- _The task_:
Search the data for the word "install" and copy every line that contains it.

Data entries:
- - -

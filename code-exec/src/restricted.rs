//! Restricted in-process Python on top of RustPython.
//!
//! Submissions get full language semantics but only the builtins named in
//! [`ALLOWED_BUILTINS`], plus a one-shot `input`. Module loading is gone:
//! `__import__` is removed and `sys.modules` is emptied, so every `import`
//! raises `ImportError`. Output goes to a capped in-memory sink.

use rustpython_vm::{
    builtins::PyBaseExceptionRef, Interpreter, PyObjectRef, PyResult, VirtualMachine,
};
use std::fmt;

use crate::error::Error;

/// File name shown in tracebacks.
pub const SOURCE_NAME: &str = "<submission>";

/// Stack reserved for threads that run submissions.
pub const WORKER_STACK_SIZE: usize = 256 * 1024 * 1024;

/// Captured output per run, in characters.
pub const MAX_OUTPUT: usize = 8 * 1024 * 1024;

pub const ALLOWED_BUILTINS: [&str; 19] = [
    "print", "range", "len", "int", "str", "float", "bool", "list", "dict", "set", "tuple",
    "sum", "min", "max", "sorted", "enumerate", "zip", "map", "filter",
];

const PRELUDE: &str = r#"
import builtins
import sys


class _Sink:
    def __init__(self, limit):
        self.parts = []
        self.size = 0
        self.limit = limit

    def write(self, text, _len=len, _overflow=MemoryError):
        self.size += _len(text)
        if self.size > self.limit:
            raise _overflow("output limit exceeded")
        self.parts.append(text)
        return _len(text)

    def flush(self):
        pass

    def getvalue(self):
        return "".join(self.parts)


def _begin(text):
    pending = [text]

    def input(prompt=""):
        if pending:
            return pending.pop()
        return ""

    builtins.input = input
    sink = _Sink(__LIMIT__)
    sys.stdout = sink
    return sink


def _restrict(allowed):
    namespace = builtins.__dict__
    for name in list(namespace):
        if name not in allowed:
            del namespace[name]
    sys.modules = {}


_restrict(__ALLOWED__)
"#;

fn prelude() -> String {
    let allowed = ALLOWED_BUILTINS
        .iter()
        .map(|name| format!("{:?}", name))
        .collect::<Vec<_>>()
        .join(", ");
    PRELUDE
        .replace("__LIMIT__", &MAX_OUTPUT.to_string())
        .replace("__ALLOWED__", &format!("({},)", allowed))
}

/// An uncaught exception together with whatever was printed before it.
#[derive(Debug, Clone, PartialEq)]
pub struct Failure {
    pub output: String,
    pub traceback: String,
}

impl Failure {
    /// The `Kind: message` line that ends the traceback.
    pub fn summary(&self) -> &str {
        self.traceback
            .lines()
            .rev()
            .find(|line| !line.trim().is_empty())
            .unwrap_or_default()
    }
}

impl fmt::Display for Failure {
    fn fmt(&self, f: &mut fmt::Formatter<'_>) -> fmt::Result {
        f.write_str(self.summary())
    }
}

fn render(vm: &VirtualMachine, exc: &PyBaseExceptionRef) -> String {
    let mut text = String::new();
    if vm.write_exception(&mut text, exc).is_err() || text.trim().is_empty() {
        return "RuntimeError: exception could not be formatted\n".to_string();
    }
    if !text.ends_with('\n') {
        text.push('\n');
    }
    text
}

fn captured(vm: &VirtualMachine, sink: &PyObjectRef) -> String {
    sink.get_attr("getvalue", vm)
        .and_then(|getvalue| getvalue.call((), vm))
        .and_then(|value| value.str(vm))
        .map(|value| value.as_str().to_owned())
        .unwrap_or_default()
}

/// A restricted interpreter ready to run submissions. Every run gets a
/// fresh global namespace.
pub struct Runtime<'vm> {
    vm: &'vm VirtualMachine,
    begin: PyObjectRef,
}

impl<'vm> Runtime<'vm> {
    fn install(vm: &'vm VirtualMachine) -> PyResult<Self> {
        let scope = vm.new_scope_with_builtins();
        vm.run_code_string(scope.clone(), &prelude(), "<runtime>".to_owned())?;
        let begin = scope.globals.get_item("_begin", vm)?;
        Ok(Self { vm, begin })
    }

    /// Runs `code` at module level. `input` is what the first `input()` call
    /// returns; later calls return an empty string.
    pub fn run(&self, code: &str, input: Option<&str>) -> Result<String, Failure> {
        let vm = self.vm;
        let text = vm.new_pyobj(input.unwrap_or_default().to_owned());
        let sink = self.begin.call((text,), vm).map_err(|exc| Failure {
            output: String::new(),
            traceback: render(vm, &exc),
        })?;

        let result = vm.run_code_string(vm.new_scope_with_builtins(), code, SOURCE_NAME.to_owned());
        let output = captured(vm, &sink);
        match result {
            Ok(_) => Ok(output),
            Err(exc) => Err(Failure {
                output,
                traceback: render(vm, &exc),
            }),
        }
    }
}

/// Starts a restricted interpreter on the current thread and hands it to
/// `f`. Call from a thread with [`WORKER_STACK_SIZE`] bytes of stack.
pub fn with_runtime<R>(f: impl FnOnce(&Runtime<'_>) -> R) -> Result<R, Error> {
    let interpreter = Interpreter::without_stdlib(Default::default());
    interpreter.enter(|vm| {
        let runtime = Runtime::install(vm).map_err(|exc| {
            Error::System(format!(
                "Failed to start Python runtime: {}",
                render(vm, &exc).trim_end()
            ))
        })?;
        Ok(f(&runtime))
    })
}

- - -

- _Answer box_:
    fn install(vm: &'vm VirtualMachine) -> PyResult<Self> {
        let runtime = Runtime::install(vm).map_err(|exc| {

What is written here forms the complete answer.